I refer to change being a metamorphosis of sorts. The kind that takes generations of transformation. The culmination of this type of metamorphosis would end with deep embedding of the necessity and need for a real, true and deep global shift towards whatever cause people are striving for. Recent discussions with Chuck Hopkins the UNSECO chair in education for sustainable development, was not only an incredible learning experience but left ruminating perspectives in my mind about the future of our planet. Over the past 20 years, we have been building perspectives in science, philosophy, research and theories about sustainability and how we are to address climate change. Organizations and movements such as 350.org are at the forefront of the social media/public outcry for people to pay attention and make some changes in their own lives to be sustainable. In my opinion, and others in the environmental realm, it is essential that we ‘change’ or metamorphose to live more sustainable lives.

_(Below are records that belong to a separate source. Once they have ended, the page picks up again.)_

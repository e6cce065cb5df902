//! Stage configuration for avgraph filter stages.
//!
//! A [`StageConfig`] describes a whole stage in TOML: the filter description,
//! engine options, an optional hardware device, and either a single implicit
//! input or named input and output pads with their formats.
//!
//! # Features
//!
//! - **Files**: load and save configs as TOML
//! - **Validation**: report every problem in a config before building
//! - **Building**: turn a config into a ready [`FilterStage`](avgraph_core::FilterStage)
//!
//! # Example
//!
//! ```rust
//! use std::sync::Arc;
//! use avgraph_config::{FormatConfig, StageConfig, VideoFormat};
//! use avgraph_core::GraphState;
//! use avgraph_engine::routing::RoutingEngine;
//!
//! let mut config = StageConfig::new("[cam]split[a][b]");
//! config.add_input(
//!     "cam",
//!     Some(FormatConfig::Video(VideoFormat::new("yuv420p", 320, 240).with_frame_rate("25"))),
//! );
//! config.add_output("a");
//! config.add_output("b");
//!
//! let built = config.build(Arc::new(RoutingEngine::new())).unwrap();
//! assert_eq!(built.stage.graph_state(), GraphState::Configured);
//! ```

mod error;
mod format;
mod stage_config;
/// Stage config validation.
pub mod validation;

pub use error::ConfigError;
pub use format::{AudioFormat, FormatConfig, VideoFormat};
pub use stage_config::{BuiltStage, HwConfig, InputConfig, OutputConfig, StageConfig};
pub use validation::{ValidationError, ValidationResult, validate};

For some this movement towards sustainability means eating less meat, buying clothes from stores that work with artisans and give them fair wages, drinking coffee sourced from fair-trade and organic relationships, supporting local organic food producers or farmer’s markets, and using products that are ‘eco-friendly’ and biodegradable. But this is not the only answer. I believe we must work towards changing the way that we teach our children about the environment and the world. The inter-connectivity of earth systems must be a part of our education systems and we must teach in ways that will re-connect children and adults with each other and the world. If we are to live sustainable lives, it must be embedded into our practice and lifestyle.
As the sun and rain shift the skies apart in Edinburgh, these thoughts continue to light the trail behind the work that I am trying to do through this MSc programme. It is through my experiences outdoors and learning about the environment, gardening, farming, social justice and sustainability that I have come to realize the depths of the degree to which we must take the leap towards a sustainable future. This all may come of incredibly idealistic and maybe even a bit like preaching, but I think it is important to continue this conversation.
In the end, I am left thinking of the possible influence of outdoor education and outdoor learning upon others, for I learned to come to peace with frustration through spending time in nature, as Wendell Berry describes in his poem The Peace of Wild Things. “When despair for the world grows in me and I wake in the night at the least sound in fear of what my life and my children’s lives may be, I go down where the wood drake rests in his beauty on the water, and the great heron feeds. I come into the peace of wild things who do not tax their lives with forethought of grief. I come into the presence of still water. And I feel above me the day-blind stars waiting with their light. For a time I rest in the grace of the world, and am free.”
Recommended books: Silent Spring by Rachel Carson, A Sand County Almanac by Aldo Leopold, and Fields of Green edited by Marcia Mackenzie, Paul Hart, Heeson Bai and Bob Jickling.